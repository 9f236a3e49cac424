//! Response DTOs for the cache server API
//!
//! Defines the structure of outgoing HTTP response bodies.

use std::collections::BTreeSet;

use serde::Serialize;
use serde_json::Value;

use crate::cache::CacheStats;

/// Response body for `GET /caches/:cache/:key`
#[derive(Debug, Clone, Serialize)]
pub struct GetResponse {
    /// Full cache name
    pub cache: String,
    pub key: String,
    /// Stored value, `null` for a null entry
    pub value: Value,
}

impl GetResponse {
    pub fn new(cache: impl Into<String>, key: impl Into<String>, value: Value) -> Self {
        Self {
            cache: cache.into(),
            key: key.into(),
            value,
        }
    }
}

/// Response body for `PUT /caches/:cache/:key`
#[derive(Debug, Clone, Serialize)]
pub struct PutResponse {
    /// Success message
    pub message: String,
    pub cache: String,
    pub key: String,
}

impl PutResponse {
    pub fn new(cache: impl Into<String>, key: impl Into<String>) -> Self {
        let cache = cache.into();
        let key = key.into();
        Self {
            message: format!("Key '{}' stored in '{}'", key, cache),
            cache,
            key,
        }
    }
}

/// Response body for `POST /caches/:cache/:key`
#[derive(Debug, Clone, Serialize)]
pub struct PutIfAbsentResponse {
    pub cache: String,
    pub key: String,
    /// True when this request wrote the value
    pub stored: bool,
    /// Value already present when `stored` is false
    #[serde(skip_serializing_if = "Option::is_none")]
    pub existing: Option<Value>,
}

impl PutIfAbsentResponse {
    pub fn stored(cache: impl Into<String>, key: impl Into<String>) -> Self {
        Self {
            cache: cache.into(),
            key: key.into(),
            stored: true,
            existing: None,
        }
    }

    pub fn existing(cache: impl Into<String>, key: impl Into<String>, value: Value) -> Self {
        Self {
            cache: cache.into(),
            key: key.into(),
            stored: false,
            existing: Some(value),
        }
    }
}

/// Response body for `DELETE /caches/:cache/:key`
#[derive(Debug, Clone, Serialize)]
pub struct DeleteResponse {
    /// Success message
    pub message: String,
    pub cache: String,
    pub key: String,
}

impl DeleteResponse {
    pub fn new(cache: impl Into<String>, key: impl Into<String>) -> Self {
        let cache = cache.into();
        let key = key.into();
        Self {
            message: format!("Key '{}' evicted from '{}'", key, cache),
            cache,
            key,
        }
    }
}

/// Response body for `DELETE /caches/:cache`
#[derive(Debug, Clone, Serialize)]
pub struct ClearResponse {
    pub cache: String,
    /// Number of entries removed
    pub removed: usize,
}

impl ClearResponse {
    pub fn new(cache: impl Into<String>, removed: usize) -> Self {
        Self {
            cache: cache.into(),
            removed,
        }
    }
}

/// Response body for `GET /caches`
#[derive(Debug, Clone, Serialize)]
pub struct CacheNamesResponse {
    pub caches: BTreeSet<String>,
}

/// Response body for `GET /caches/:cache/stats`
#[derive(Debug, Clone, Serialize)]
pub struct StatsResponse {
    pub cache: String,
    /// Number of cache hits
    pub hits: u64,
    /// Number of cache misses
    pub misses: u64,
    /// Number of successful writes
    pub puts: u64,
    /// Number of explicit evictions
    pub evictions: u64,
    /// Hit rate (hits / (hits + misses))
    pub hit_rate: f64,
}

impl StatsResponse {
    /// Creates a new StatsResponse from a statistics snapshot
    pub fn new(cache: impl Into<String>, stats: &CacheStats) -> Self {
        Self {
            cache: cache.into(),
            hits: stats.hits,
            misses: stats.misses,
            puts: stats.puts,
            evictions: stats.evictions,
            hit_rate: stats.hit_rate(),
        }
    }
}

/// Response body for the health endpoint (GET /health)
#[derive(Debug, Clone, Serialize)]
pub struct HealthResponse {
    /// Health status (e.g., "healthy")
    pub status: String,
    /// Current timestamp in ISO 8601 format
    pub timestamp: String,
}

impl HealthResponse {
    /// Creates a new HealthResponse with current timestamp
    pub fn healthy() -> Self {
        Self {
            status: "healthy".to_string(),
            timestamp: chrono::Utc::now().to_rfc3339(),
        }
    }
}

/// Error response body for all error conditions
#[derive(Debug, Clone, Serialize)]
pub struct ErrorResponse {
    /// Error message describing what went wrong
    pub error: String,
}

impl ErrorResponse {
    pub fn new(error: impl Into<String>) -> Self {
        Self {
            error: error.into(),
        }
    }
}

+ + + + + + +

● What needs to be done
Using the records above, copy each line that contains "evictions".

● Answer area
    /// Number of explicit evictions
    pub evictions: u64,
            evictions: stats.evictions,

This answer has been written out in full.